The problem seems to be in the conversion function expecting strings to be a multiple of 4 bytes, which doesn't hold up with the way ArrayRef stores things as char that is casted to char32_t, when using ASCII values like in the look of disapproval emoji, having an underscore in the middle.

But removing the assert and early return result in even more errors.

changing the input string to remove the underscore also fails, i'm out of ideas.

The tests work on my machine now, turns out the Big endian one needs a BOM, pretty obvious in hindsight.

Formatted the diff

efriedma added inline comments.Jul 30 2021, 2:20 PM
llvm/lib/Support/ConvertUTFWrapper.cpp
169

Any thoughts on this?

183

I'm not sure the math is right even for UTF-16, but anyway, UTF-32 is a little different from UTF-16. A 2-byte character in UTF-16 can translate to 3 bytes in UTF-8. That sort of thing is impossible in UTF-32: a UTF-32 string is never shorter than its translation to UTF-8. A codepoint in UTF-8 is at most 4 bytes.

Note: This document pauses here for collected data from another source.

//! Fixed-capacity JSON tokenizer.
//!
//! Single pass over the input, writing byte-range spans into a caller-owned
//! token slice. No recursion, no allocation, no substring materialization;
//! navigation and extraction happen later over the spans (see
//! [`crate::navigate`]).
//!
//! String tokens span the content between the quotes. Container tokens span
//! the braces/brackets inclusive, so a nested object's span can be re-fed to
//! the tokenizer as an independent document.

use crate::relax;

/// Sentinel end offset for a container that has not been closed yet.
const OPEN: u32 = u32::MAX;

/// Syntactic class of a token.
#[derive(Debug, Clone, Copy, PartialEq, Eq, Default)]
#[repr(u8)]
pub enum TokenKind {
    Object = 0,
    Array,
    String,
    #[default]
    Primitive,
}

/// A tagged byte range `[start, end)` within the scanned text.
///
/// Object keys are immediately followed by their value token in the output
/// array, which is what key lookup relies on.
#[derive(Debug, Clone, Copy, PartialEq, Eq, Default)]
pub struct Token {
    pub kind: TokenKind,
    pub start: u32,
    pub end: u32,
}

impl Token {
    /// Length of the span in bytes.
    #[inline]
    pub fn len(&self) -> usize {
        (self.end - self.start) as usize
    }

    /// Check if the span is empty.
    #[inline]
    pub fn is_empty(&self) -> bool {
        self.start == self.end
    }

    /// The token's bytes within `text`, or `&[]` if the span does not lie
    /// inside `text`.
    #[inline]
    pub fn bytes<'a>(&self, text: &'a [u8]) -> &'a [u8] {
        text.get(self.start as usize..self.end as usize).unwrap_or(b"")
    }
}

/// Tokenizer failure.
///
/// Compact code enum; `message()` gives the human-readable form.
#[derive(Debug, Clone, Copy, PartialEq, Eq)]
#[repr(u8)]
pub enum ScanError {
    /// Input byte that fits no JSON production.
    Syntax = 0,
    /// More tokens needed than the provided slice holds.
    TokensExhausted,
    /// Input ended inside an unclosed string or container.
    Partial,
}

impl ScanError {
    /// Get a human-readable message for this error code.
    pub fn message(self) -> &'static str {
        match self {
            Self::Syntax => "invalid syntax",
            Self::TokensExhausted => "token capacity exhausted",
            Self::Partial => "unexpected end of input",
        }
    }
}

/// Tokenize `text` into `tokens`, returning the number of tokens produced.
///
/// Errors on a syntax error, on input ending mid-construct, or when the
/// input needs more tokens than `tokens` holds. Separator characters (`:`
/// and `,`) are structural no-ops; container balance is enforced.
pub fn tokenize(text: &[u8], tokens: &mut [Token]) -> Result<usize, ScanError> {
    let mut next = 0usize;
    let mut pos = 0usize;

    while pos < text.len() {
        let c = text[pos];
        match c {
            b'{' | b'[' => {
                if next >= tokens.len() {
                    return Err(ScanError::TokensExhausted);
                }
                let kind = if c == b'{' { TokenKind::Object } else { TokenKind::Array };
                tokens[next] = Token { kind, start: pos as u32, end: OPEN };
                next += 1;
            }
            b'}' | b']' => {
                let kind = if c == b'}' { TokenKind::Object } else { TokenKind::Array };
                close_container(tokens, next, kind, pos)?;
            }
            b'"' => {
                if next >= tokens.len() {
                    return Err(ScanError::TokensExhausted);
                }
                let (start, end) = scan_string(text, pos)?;
                tokens[next] = Token { kind: TokenKind::String, start, end };
                next += 1;
                // Continue from the closing quote
                pos = end as usize;
            }
            b' ' | b'\t' | b'\r' | b'\n' | b':' | b',' => {}
            b'-' | b'0'..=b'9' | b't' | b'f' | b'n' => {
                if next >= tokens.len() {
                    return Err(ScanError::TokensExhausted);
                }
                let end = scan_primitive(text, pos)?;
                tokens[next] = Token {
                    kind: TokenKind::Primitive,
                    start: pos as u32,
                    end: end as u32,
                };
                next += 1;
                pos = end - 1;
            }
            _ => return Err(ScanError::Syntax),
        }
        pos += 1;
        relax();
    }

    // Any container still open means the input was cut short
    if tokens[..next].iter().any(|t| t.end == OPEN) {
        return Err(ScanError::Partial);
    }

    Ok(next)
}

/// Close the innermost open container of the matching kind at `pos`.
fn close_container(
    tokens: &mut [Token],
    produced: usize,
    kind: TokenKind,
    pos: usize,
) -> Result<(), ScanError> {
    for tok in tokens[..produced].iter_mut().rev() {
        if tok.end == OPEN {
            if tok.kind != kind {
                return Err(ScanError::Syntax);
            }
            tok.end = pos as u32 + 1;
            return Ok(());
        }
    }
    // Closer with nothing open
    Err(ScanError::Syntax)
}

/// Scan a string literal starting at the opening quote `pos`.
///
/// Returns the content span, quotes excluded. Escape sequences are validated
/// but left in place; unescaping is not this layer's job.
fn scan_string(text: &[u8], pos: usize) -> Result<(u32, u32), ScanError> {
    let start = pos + 1;
    let mut at = start;
    while at < text.len() {
        match text[at] {
            b'"' => return Ok((start as u32, at as u32)),
            b'\\' => {
                at += 1;
                match text.get(at) {
                    Some(b'"' | b'\\' | b'/' | b'b' | b'f' | b'n' | b'r' | b't') => {}
                    Some(b'u') => {
                        for _ in 0..4 {
                            at += 1;
                            match text.get(at) {
                                Some(b) if b.is_ascii_hexdigit() => {}
                                Some(_) => return Err(ScanError::Syntax),
                                None => return Err(ScanError::Partial),
                            }
                        }
                    }
                    Some(_) => return Err(ScanError::Syntax),
                    None => return Err(ScanError::Partial),
                }
            }
            0x00..=0x1F => return Err(ScanError::Syntax),
            _ => {}
        }
        at += 1;
    }
    Err(ScanError::Partial)
}

/// Scan a primitive (number, `true`, `false`, `null`) starting at `pos`.
///
/// Returns the exclusive end offset. The primitive runs until a structural
/// delimiter or end of input; its internal shape is not validated beyond
/// the leading byte the caller already matched.
fn scan_primitive(text: &[u8], pos: usize) -> Result<usize, ScanError> {
    let mut at = pos;
    while at < text.len() {
        match text[at] {
            b',' | b']' | b'}' | b':' | b' ' | b'\t' | b'\r' | b'\n' => break,
            0x00..=0x1F => return Err(ScanError::Syntax),
            _ => at += 1,
        }
    }
    Ok(at)
}

#[cfg(test)]
mod tests {
    use super::*;

    fn scan(text: &[u8]) -> Result<Vec<Token>, ScanError> {
        let mut tokens = [Token::default(); 32];
        let count = tokenize(text, &mut tokens)?;
        Ok(tokens[..count].to_vec())
    }

    #[test]
    fn test_empty_input() {
        assert_eq!(scan(b"").unwrap(), vec![]);
        assert_eq!(scan(b"  \r\n").unwrap(), vec![]);
    }

    #[test]
    fn test_flat_object() {
        let text = b"{\"id\":7,\"name\":\"ana\"}";
        let tokens = scan(text).unwrap();
        assert_eq!(tokens.len(), 5);
        assert_eq!(tokens[0].kind, TokenKind::Object);
        assert_eq!(tokens[0].bytes(text), text);
        assert_eq!(tokens[1].bytes(text), b"id");
        assert_eq!(tokens[2].kind, TokenKind::Primitive);
        assert_eq!(tokens[2].bytes(text), b"7");
        assert_eq!(tokens[3].bytes(text), b"name");
        assert_eq!(tokens[4].kind, TokenKind::String);
        assert_eq!(tokens[4].bytes(text), b"ana");
    }

    #[test]
    fn test_nested_object_span_includes_braces() {
        let text = b"{\"from\":{\"id\":\"7\",\"is_bot\":false}}";
        let tokens = scan(text).unwrap();
        let nested = tokens
            .iter()
            .skip(1)
            .find(|t| t.kind == TokenKind::Object)
            .unwrap();
        assert_eq!(nested.bytes(text), b"{\"id\":\"7\",\"is_bot\":false}");
        // The nested span re-tokenizes as its own document
        let sub = scan(nested.bytes(text)).unwrap();
        assert_eq!(sub[0].kind, TokenKind::Object);
        assert_eq!(sub.len(), 5);
    }

    #[test]
    fn test_array_and_primitives() {
        let text = b"[1, true, null, -2]";
        let tokens = scan(text).unwrap();
        assert_eq!(tokens[0].kind, TokenKind::Array);
        assert_eq!(tokens.len(), 5);
        assert_eq!(tokens[2].bytes(text), b"true");
        assert_eq!(tokens[3].bytes(text), b"null");
        assert_eq!(tokens[4].bytes(text), b"-2");
    }

    #[test]
    fn test_string_escapes() {
        let text = br#"{"text":"a \"quoted\" line\n"}"#;
        let tokens = scan(text).unwrap();
        assert_eq!(tokens[2].bytes(text), br#"a \"quoted\" line\n"#);

        let text = "{\"u\":\"é\"}".as_bytes();
        let tokens = scan(text).unwrap();
        assert_eq!(tokens[2].bytes(text), "é".as_bytes());
    }

    #[test]
    fn test_syntax_errors() {
        assert_eq!(scan(b"<html>"), Err(ScanError::Syntax));
        assert_eq!(scan(b"{\"a\":1]"), Err(ScanError::Syntax));
        assert_eq!(scan(b"}"), Err(ScanError::Syntax));
        assert_eq!(scan(br#"{"bad":"\q"}"#), Err(ScanError::Syntax));
    }

    #[test]
    fn test_partial_input() {
        assert_eq!(scan(b"{\"a\":1"), Err(ScanError::Partial));
        assert_eq!(scan(b"{\"a\":\"unterminated"), Err(ScanError::Partial));
        assert_eq!(scan(br#"{"a":"\"#), Err(ScanError::Partial));
    }

    #[test]
    fn test_tokens_exhausted() {
        let mut tokens = [Token::default(); 3];
        let r = tokenize(b"{\"a\":1,\"b\":2}", &mut tokens);
        assert_eq!(r, Err(ScanError::TokensExhausted));
    }

    #[test]
    fn test_primitive_at_end_of_input() {
        let text = b"42";
        let tokens = scan(text).unwrap();
        assert_eq!(tokens.len(), 1);
        assert_eq!(tokens[0].bytes(text), b"42");
    }

    #[test]
    fn test_key_value_adjacency() {
        // Each key token is immediately followed by its value token
        let text = b"{\"a\":{\"x\":1},\"b\":[2],\"c\":\"s\"}";
        let tokens = scan(text).unwrap();
        let keys: Vec<usize> = tokens
            .iter()
            .enumerate()
            .filter(|(_, t)| matches!(t.bytes(text), b"a" | b"b" | b"c"))
            .map(|(i, _)| i)
            .collect();
        assert_eq!(keys.len(), 3);
        assert_eq!(tokens[keys[0] + 1].kind, TokenKind::Object);
        assert_eq!(tokens[keys[1] + 1].kind, TokenKind::Array);
        assert_eq!(tokens[keys[2] + 1].kind, TokenKind::String);
    }
}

MarcusJohnson91 updated this revision to Diff 363216.EditedJul 30 2021, 3:06 PM

It seems like this diff keeps getting reverted?

I've fixed all the issues mentioned, and the tests work now, everything is formatted correctly too.

I've set git up to do full context diffs, but it's not working?

@efriedma it seems like you are commenting on old revisions?

the first comment about the UTF16 BOM in the UTF32 converter was fixed a long time ago and the second comment, line 168 I don't even see what you're talking about there

As far as I can tell, the lastest version of the diff you uploaded still has the following issues that haven't been addressed:

  1. The BOM handling is actually actively a problem if you're planning to use the interface to interpret wprintf format strings. We don't want to byteswap L"\uFFFE%s" or something like that.
  2. SrcBytes.size() * UNI_MAX_UTF8_BYTES_PER_CODE_POINT + 1 seems like way too much memory.

There is only one function in ConvertUTFWrapper.cpp: convertUTF32ToUTF8String

idk wtf is going on, maybe the ammending the commit is breaking something?

the diff I see here is correct...

Maybe I should just make a new diff here entirely?

MarcusJohnson91 abandoned this revision.Jul 30 2021, 5:56 PM

If you're having trouble making Arcanist work correctly, you can always just upload "git diff" or "git show" output at https://reviews.llvm.org/differential/diff/create/ .